►
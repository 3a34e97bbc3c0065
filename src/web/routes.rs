//! HTTP route handlers for the orchestration engine.
//!
//! Thin request/response plumbing: validate input, forward to the engine,
//! map `EngineError` onto status codes. The session-tracking endpoint is
//! the only channel by which the outside world advances a session past
//! `target_reached`.

use std::str::FromStr;
use std::sync::Arc;

use axum::{
    extract::{Extension, Json, Path, Query},
    http::StatusCode,
    middleware,
    response::IntoResponse,
    routing::{get, post},
    Router,
};
use tracing::info;
use uuid::Uuid;

use crate::campaign::{Campaign, NewCampaign};
use crate::error::EngineError;
use crate::session::{SessionEvent, SessionUpdate, StageTransition};
use crate::AppState;

/// JSON error response helper
fn err_response(status: StatusCode, msg: &str) -> impl IntoResponse {
    (status, Json(serde_json::json!({ "error": msg })))
}

/// Map engine errors onto status codes with a structured body
fn engine_err(err: EngineError) -> axum::response::Response {
    let status = match err {
        EngineError::Client(_) => StatusCode::BAD_REQUEST,
        EngineError::NotFound(_) => StatusCode::NOT_FOUND,
        EngineError::ResourceUnavailable(_) => StatusCode::SERVICE_UNAVAILABLE,
        EngineError::Persistence(_) => StatusCode::INTERNAL_SERVER_ERROR,
    };
    err_response(status, &err.to_string()).into_response()
}

/// Build the API router with all endpoints.
pub fn api_router(state: Arc<AppState>) -> Router {
    Router::new()
        // Campaigns
        .route("/campaigns", get(list_campaigns).post(create_campaign))
        .route("/campaigns/:id", get(get_campaign))
        .route("/campaigns/start", post(start_campaign))
        .route("/campaigns/pause", post(pause_campaign))
        // Session tracking (reporting agent -> engine)
        .route("/sessions/track", post(track_session))
        .route("/sessions", get(list_sessions))
        // Scheduler
        .route("/scheduler/tick", post(run_tick))
        // Stats & status
        .route("/stats", get(get_stats))
        .route("/status", get(get_status))
        // Proxy
        .route("/proxy/test", post(test_proxy))
        // Auth middleware (only if TRAFFICFORGE_WEB_PASS is set)
        .layer(middleware::from_fn(super::auth::basic_auth_middleware))
        .layer(Extension(state))
}

// ========== Campaign Handlers ==========

async fn create_campaign(
    Extension(state): Extension<Arc<AppState>>,
    Json(req): Json<NewCampaign>,
) -> impl IntoResponse {
    if req.target_url.is_empty() || req.search_keyword.is_empty() {
        return engine_err(EngineError::Client(
            "targetUrl and searchKeyword are required".into(),
        ));
    }
    if req.total_sessions == 0 {
        return engine_err(EngineError::Client("totalSessions must be positive".into()));
    }

    let campaign = Campaign::from_request(req);
    info!("Campaign {} created ('{}')", campaign.id, campaign.name);
    state.campaigns.insert(campaign.clone());
    (StatusCode::CREATED, Json(campaign)).into_response()
}

async fn list_campaigns(
    Extension(state): Extension<Arc<AppState>>,
) -> impl IntoResponse {
    Json(state.campaigns.list())
}

async fn get_campaign(
    Extension(state): Extension<Arc<AppState>>,
    Path(id): Path<Uuid>,
) -> impl IntoResponse {
    match state.campaigns.get(&id) {
        Some(campaign) => {
            let counts = state.sessions.counts_for_campaign(&id);
            Json(serde_json::json!({ "campaign": campaign, "sessions": counts })).into_response()
        }
        None => engine_err(EngineError::NotFound(format!("campaign {}", id))),
    }
}

#[derive(serde::Deserialize)]
#[serde(rename_all = "camelCase")]
struct CampaignIdRequest {
    campaign_id: Option<Uuid>,
}

async fn start_campaign(
    Extension(state): Extension<Arc<AppState>>,
    Json(req): Json<CampaignIdRequest>,
) -> impl IntoResponse {
    let campaign_id = match req.campaign_id {
        Some(id) => id,
        None => return engine_err(EngineError::Client("campaignId is required".into())),
    };

    info!("Starting campaign {} via web API", campaign_id);

    match state.scheduler.activate_campaign(&campaign_id).await {
        Ok((campaign, summary)) => Json(serde_json::json!({
            "success": true,
            "campaignId": campaign.id,
            "status": campaign.status,
            "schedulerResult": summary,
        }))
        .into_response(),
        Err(e) => engine_err(e),
    }
}

async fn pause_campaign(
    Extension(state): Extension<Arc<AppState>>,
    Json(req): Json<CampaignIdRequest>,
) -> impl IntoResponse {
    let campaign_id = match req.campaign_id {
        Some(id) => id,
        None => return engine_err(EngineError::Client("campaignId is required".into())),
    };

    info!("Pausing campaign {} via web API", campaign_id);

    match state.campaigns.pause(&campaign_id) {
        Ok(()) => StatusCode::OK.into_response(),
        Err(e) => engine_err(e),
    }
}

// ========== Session Tracking Handlers ==========

#[derive(serde::Deserialize)]
#[serde(rename_all = "camelCase")]
struct TrackSessionRequest {
    session_id: Option<Uuid>,
    event: Option<String>,
    update: Option<SessionUpdate>,
    extension_id: Option<String>,
}

async fn track_session(
    Extension(state): Extension<Arc<AppState>>,
    Json(req): Json<TrackSessionRequest>,
) -> impl IntoResponse {
    let session_id = match req.session_id {
        Some(id) => id,
        None => return engine_err(EngineError::Client("sessionId is required".into())),
    };

    if let Some(update) = req.update {
        return match state.sessions.apply_update(&session_id, update) {
            Ok(()) => Json(serde_json::json!({ "success": true, "sessionId": session_id }))
                .into_response(),
            Err(e) => engine_err(e),
        };
    }

    let event_name = match req.event {
        Some(name) => name,
        None => {
            return engine_err(EngineError::Client(
                "Either event or update is required".into(),
            ))
        }
    };

    let event = match SessionEvent::from_str(&event_name) {
        Ok(event) => event,
        Err(e) => return engine_err(e),
    };

    match state.sessions.apply_event(&session_id, event, req.extension_id) {
        Ok(transition) => {
            // Duplicate delivery is accepted as a no-op; only a forward
            // skip is a client error
            if transition == StageTransition::Rejected {
                return engine_err(EngineError::Client(format!(
                    "event {} is out of order for session {}",
                    event_name, session_id
                )));
            }
            Json(serde_json::json!({
                "success": true,
                "event": event_name,
                "sessionId": session_id,
            }))
            .into_response()
        }
        Err(e) => engine_err(e),
    }
}

#[derive(serde::Deserialize)]
#[serde(rename_all = "camelCase")]
struct ListSessionsQuery {
    campaign_id: Option<Uuid>,
}

async fn list_sessions(
    Extension(state): Extension<Arc<AppState>>,
    Query(query): Query<ListSessionsQuery>,
) -> impl IntoResponse {
    match query.campaign_id {
        Some(campaign_id) => Json(state.sessions.list_for_campaign(&campaign_id)).into_response(),
        None => engine_err(EngineError::Client("campaignId is required".into())),
    }
}

// ========== Scheduler Handlers ==========

async fn run_tick(
    Extension(state): Extension<Arc<AppState>>,
) -> impl IntoResponse {
    info!("Manual scheduler tick via web API");
    Json(state.scheduler.tick().await)
}

// ========== Stats & Status Handlers ==========

async fn get_stats(
    Extension(state): Extension<Arc<AppState>>,
) -> impl IntoResponse {
    Json(state.stats.snapshot())
}

async fn get_status(
    Extension(state): Extension<Arc<AppState>>,
) -> impl IntoResponse {
    let active = state
        .campaigns
        .list()
        .iter()
        .filter(|c| c.status.is_active())
        .count();
    let snapshot = state.stats.snapshot();

    Json(serde_json::json!({
        "activeCampaigns": active,
        "sessionsInFlight": snapshot.in_flight,
        "ticks": snapshot.ticks,
    }))
}

// ========== Proxy Handlers ==========

#[derive(serde::Deserialize)]
#[serde(rename_all = "camelCase")]
struct ProxyTestRequest {
    owner_id: Uuid,
}

async fn test_proxy(
    Extension(state): Extension<Arc<AppState>>,
    Json(req): Json<ProxyTestRequest>,
) -> impl IntoResponse {
    info!("Testing proxy resolution for owner {}", req.owner_id);

    match state.resolver.resolve(&req.owner_id).await {
        Ok(handle) => Json(serde_json::json!({
            "available": true,
            "endpoint": handle.endpoint_url(),
        }))
        .into_response(),
        Err(e) => Json(serde_json::json!({
            "available": false,
            "error": e.to_string(),
        }))
        .into_response(),
    }
}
◄
* Exercise objective: Given the word "ProxyTestRequest", show every line of the records that contains it.

* Exercise response:
struct ProxyTestRequest {
    Json(req): Json<ProxyTestRequest>,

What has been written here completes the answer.